You'd think this would be the end of it. But no, I get in line to buy the books. There are two registers open. The one woman is doing NOTHING, but does she offer to ring up my books? NO! She looks at me and adjusts her Talbot's sweater like she's gearing up for war and then ignores me. Eventually, the other woman finishes and also IGNORES me. I'm the only freaking person in line! So I march up to her register and set my stack of books down. She looks at me. I look at her. She adjusts her glasses and straightens her Coldwater Creek blouse. I look at her. She looks at me. I clear my throat. Her lips turn down into what I like to call "the B&N bitch face" and asks if she can help me. What the hell is wrong with these Stepford freaks? I'm at the register with 6 books. I have my credit card & B&N card in hand. What does she think I'm there for? A critique of my clothing choice? I smile and say I'd like to purchase my books. She looks at the books - Devon's book is on top. Her frown increases and she picks it up like its a frog right out of the pond. With each successive book her face grows more grim and the POLE up HER ass tightens until I think it might explode out her head. Finally, she asks if I'm a member. I hand her my card and she takes it & runs it through - she asks for my name & phone number like she thinks I've stolen the thing. (Seriously, I don't look like a vagrant - honest to God).
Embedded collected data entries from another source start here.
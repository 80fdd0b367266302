// Wed Jan 15 2026 - Alex

use crate::patch::Edit;
use clap::{Parser, Subcommand};
use std::path::{Path, PathBuf};

#[derive(Parser, Debug)]
#[command(name = "firmware-patcher")]
#[command(author = "Alex")]
#[command(version = "1.0.0")]
#[command(about = "Speed-limit parameter finder and patcher for scooter controller firmware", long_about = None)]
pub struct Args {
    #[command(subcommand)]
    pub command: Command,

    #[arg(short, long, global = true, default_value = "info")]
    pub log_level: String,

    #[arg(long, global = true)]
    pub no_color: bool,

    #[arg(long, global = true)]
    pub json: bool,

    /// JSON configuration file overriding the built-in defaults
    #[arg(short, long, global = true)]
    pub config: Option<PathBuf>,
}

#[derive(Subcommand, Debug)]
pub enum Command {
    /// Header digest, entropy and possible magic bytes
    Analyze(ImageArgs),
    /// Every encoding of every menu speed found in the image
    FindSpeeds(ImageArgs),
    /// Matches grouped into scored candidates
    SpeedCandidates(ImageArgs),
    /// Patch suggestions for a target speed
    SuggestPatch(SuggestArgs),
    /// Byte-level comparison of two images
    Compare(CompareArgs),
    /// Printable ASCII runs
    ExtractStrings(StringsArgs),
    /// Pick the best suggestion for OLD -> NEW and optionally write it
    PatchSpeed(PatchSpeedArgs),
    /// Apply raw OFFSET:HEX edits
    Apply(ApplyArgs),
}

#[derive(Parser, Debug)]
pub struct ImageArgs {
    pub firmware: PathBuf,
}

#[derive(Parser, Debug)]
pub struct SuggestArgs {
    pub firmware: PathBuf,

    pub target: u64,
}

#[derive(Parser, Debug)]
pub struct CompareArgs {
    pub firmware: PathBuf,

    pub other: PathBuf,
}

#[derive(Parser, Debug)]
pub struct StringsArgs {
    pub firmware: PathBuf,

    #[arg(short, long)]
    pub min_length: Option<usize>,
}

#[derive(Parser, Debug)]
pub struct PatchSpeedArgs {
    pub firmware: PathBuf,

    pub old: u64,

    pub new: u64,

    /// Destination for the patched image. Without it the selection is only reported.
    #[arg(short, long)]
    pub output: Option<PathBuf>,
}

#[derive(Parser, Debug)]
pub struct ApplyArgs {
    pub firmware: PathBuf,

    #[arg(short, long = "edit", required = true)]
    pub edits: Vec<Edit>,

    #[arg(short, long)]
    pub output: PathBuf,
}

impl PatchSpeedArgs {
    pub fn validate(&self) -> Result<(), String> {
        if self.old == self.new {
            return Err("Old and new speed are identical".to_string());
        }
        Ok(())
    }
}

impl ApplyArgs {
    pub fn validate(&self) -> Result<(), String> {
        if resolve(&self.output) == resolve(&self.firmware) {
            return Err("Output must differ from the input firmware".to_string());
        }
        Ok(())
    }
}

/// Canonical form of a path that may not exist yet. Falls back to the parent
/// directory, then to the path as given.
fn resolve(path: &Path) -> PathBuf {
    if let Ok(canonical) = path.canonicalize() {
        return canonical;
    }

    let parent = match path.parent() {
        Some(p) if !p.as_os_str().is_empty() => p,
        _ => Path::new("."),
    };
    match (parent.canonicalize(), path.file_name()) {
        (Ok(dir), Some(name)) => dir.join(name),
        _ => path.to_path_buf(),
    }
}

#[cfg(test)]
mod tests {
    use super::*;

    #[test]
    fn test_parse_apply_edits() {
        let args = Args::try_parse_from([
            "firmware-patcher",
            "apply",
            "fw.bin",
            "-e",
            "0x40:2800",
            "--edit",
            "70:28",
            "-o",
            "out.bin",
        ])
        .unwrap();

        match args.command {
            Command::Apply(apply) => {
                assert_eq!(apply.edits.len(), 2);
                assert_eq!(apply.edits[0], Edit::new(0x40, vec![0x28, 0x00]));
                assert!(apply.validate().is_ok());
            }
            other => panic!("unexpected command {:?}", other),
        }
    }

    #[test]
    fn test_parse_patch_speed_without_output() {
        let args =
            Args::try_parse_from(["firmware-patcher", "--json", "patch-speed", "fw.bin", "32", "40"])
                .unwrap();
        assert!(args.json);
        match args.command {
            Command::PatchSpeed(p) => {
                assert_eq!((p.old, p.new), (32, 40));
                assert!(p.output.is_none());
            }
            other => panic!("unexpected command {:?}", other),
        }
    }

    #[test]
    fn test_apply_rejects_same_file_spelled_differently() {
        let dir = tempfile::tempdir().unwrap();
        let firmware = dir.path().join("fw.bin");
        std::fs::write(&firmware, [0u8; 8]).unwrap();

        let apply = ApplyArgs {
            firmware: firmware.clone(),
            edits: vec![Edit::new(0, vec![0x01])],
            output: dir.path().join(".").join("fw.bin"),
        };
        assert!(apply.validate().is_err());

        let apply = ApplyArgs {
            output: dir.path().join("out.bin"),
            ..apply
        };
        assert!(apply.validate().is_ok());
    }

    #[test]
    fn test_rejects_bad_edit() {
        let result = Args::try_parse_from(["firmware-patcher", "apply", "fw.bin", "-e", "zz", "-o", "o"]);
        assert!(result.is_err());
    }
}
// Tue Jan 13 2026 - Alex

use crate::config::Config;
use crate::image::FirmwareImage;
use crate::utils::hex::to_hex;
use serde::Serialize;

pub const HEADER_WINDOW: usize = 64;
pub const MAGIC_WINDOW: usize = 4;
pub const MAGIC_SCAN_OFFSETS: usize = 28;
pub const FIRST_BYTES_LEN: usize = 16;

#[derive(Debug, Clone, PartialEq, Eq, Serialize)]
pub struct MagicCandidate {
    pub offset: usize,
    pub bytes: [u8; MAGIC_WINDOW],
}

impl MagicCandidate {
    pub fn to_hex(&self) -> String {
        to_hex(&self.bytes)
    }
}

#[derive(Debug, Clone, PartialEq, Serialize)]
pub struct HeaderInfo {
    pub size: usize,
    pub digest: String,
    pub first_bytes: Vec<u8>,
    pub entropy: f64,
    pub magic_candidates: Vec<MagicCandidate>,
}

pub struct HeaderAnalyzer {
    window: usize,
    magic_offsets: usize,
}

impl HeaderAnalyzer {
    pub fn new() -> Self {
        Self {
            window: HEADER_WINDOW,
            magic_offsets: MAGIC_SCAN_OFFSETS,
        }
    }

    pub fn from_config(config: &Config) -> Self {
        Self {
            window: config.header_window,
            magic_offsets: config.magic_scan_offsets,
        }
    }

    /// `None` when the image is shorter than the header window.
    pub fn analyze(&self, image: &FirmwareImage) -> Option<HeaderInfo> {
        let data = image.as_bytes();
        if data.len() < self.window {
            log::debug!(
                "Image of {} bytes is shorter than the {} byte header window",
                data.len(),
                self.window
            );
            return None;
        }

        let header = &data[..self.window];

        Some(HeaderInfo {
            size: data.len(),
            digest: image.digest(),
            first_bytes: header[..FIRST_BYTES_LEN.min(header.len())].to_vec(),
            entropy: shannon_entropy(header),
            magic_candidates: self.magic_candidates(header),
        })
    }

    fn magic_candidates(&self, header: &[u8]) -> Vec<MagicCandidate> {
        header
            .windows(MAGIC_WINDOW)
            .take(self.magic_offsets)
            .enumerate()
            .filter(|(_, w)| !w.iter().all(|&b| b == 0x00) && !w.iter().all(|&b| b == 0xFF))
            .map(|(offset, w)| MagicCandidate {
                offset,
                bytes: [w[0], w[1], w[2], w[3]],
            })
            .collect()
    }
}

impl Default for HeaderAnalyzer {
    fn default() -> Self {
        Self::new()
    }
}

pub fn analyze(image: &FirmwareImage) -> Option<HeaderInfo> {
    HeaderAnalyzer::new().analyze(image)
}

/// Shannon entropy in bits per byte over the observed byte distribution.
pub fn shannon_entropy(data: &[u8]) -> f64 {
    if data.is_empty() {
        return 0.0;
    }

    let mut counts = [0usize; 256];
    for &b in data {
        counts[b as usize] += 1;
    }

    let len = data.len() as f64;
    counts
        .iter()
        .filter(|&&c| c > 0)
        .map(|&c| c as f64 / len)
        .fold(0.0, |acc, p| acc - p * p.log2())
}

#[cfg(test)]
mod tests {
    use super::*;

    #[test]
    fn test_short_image_has_no_header() {
        let image = FirmwareImage::from_bytes(vec![0x11; 63]);
        assert!(analyze(&image).is_none());
    }

    #[test]
    fn test_entropy_bounds() {
        assert_eq!(shannon_entropy(&[0u8; 64]), 0.0);
        assert!(!shannon_entropy(&[0u8; 64]).is_sign_negative());
        assert!(!shannon_entropy(&[0xFFu8; 64]).is_sign_negative());
        let uniform: Vec<u8> = (0..64).collect();
        assert!((shannon_entropy(&uniform) - 6.0).abs() < 1e-9);
        assert!((shannon_entropy(&[0, 1, 0, 1]) - 1.0).abs() < 1e-9);
    }

    #[test]
    fn test_header_info() {
        let mut data = vec![0u8; 128];
        data[0..4].copy_from_slice(b"NIU\x01");
        let image = FirmwareImage::from_bytes(data);

        let info = analyze(&image).unwrap();
        assert_eq!(info.size, 128);
        assert_eq!(info.first_bytes.len(), 16);
        assert_eq!(info.digest.len(), 64);

        // windows 0..=3 each overlap the marker, later ones are all zero
        let offsets: Vec<usize> = info.magic_candidates.iter().map(|m| m.offset).collect();
        assert_eq!(offsets, vec![0, 1, 2, 3]);
        assert_eq!(info.magic_candidates[0].to_hex(), "4e495501");
    }

    #[test]
    fn test_magic_scan_stops_at_offset_27() {
        let data: Vec<u8> = (1..=64).collect();
        let info = analyze(&FirmwareImage::from_bytes(data)).unwrap();
        assert_eq!(info.magic_candidates.len(), 28);
        assert_eq!(info.magic_candidates.last().unwrap().offset, 27);
    }

    #[test]
    fn test_all_ff_windows_skipped() {
        let mut data = vec![0xFFu8; 64];
        data[10] = 0x00;
        let info = analyze(&FirmwareImage::from_bytes(data)).unwrap();
        let offsets: Vec<usize> = info.magic_candidates.iter().map(|m| m.offset).collect();
        assert_eq!(offsets, vec![7, 8, 9, 10]);
    }
}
I give it, charge my books, sign my name & get the HELL out of that SNOOTY, STUCK UP store.

And that is why I hate Barnes & Noble and I'm weeping for Borders. I'd rather have nails driven under my finger and toenails, be branded with a hot iron and have my teeth pulled then go in there again. But go I will because they're the only store carrying new releases (at least new releases they approve of) around me. Does that SUCK or what?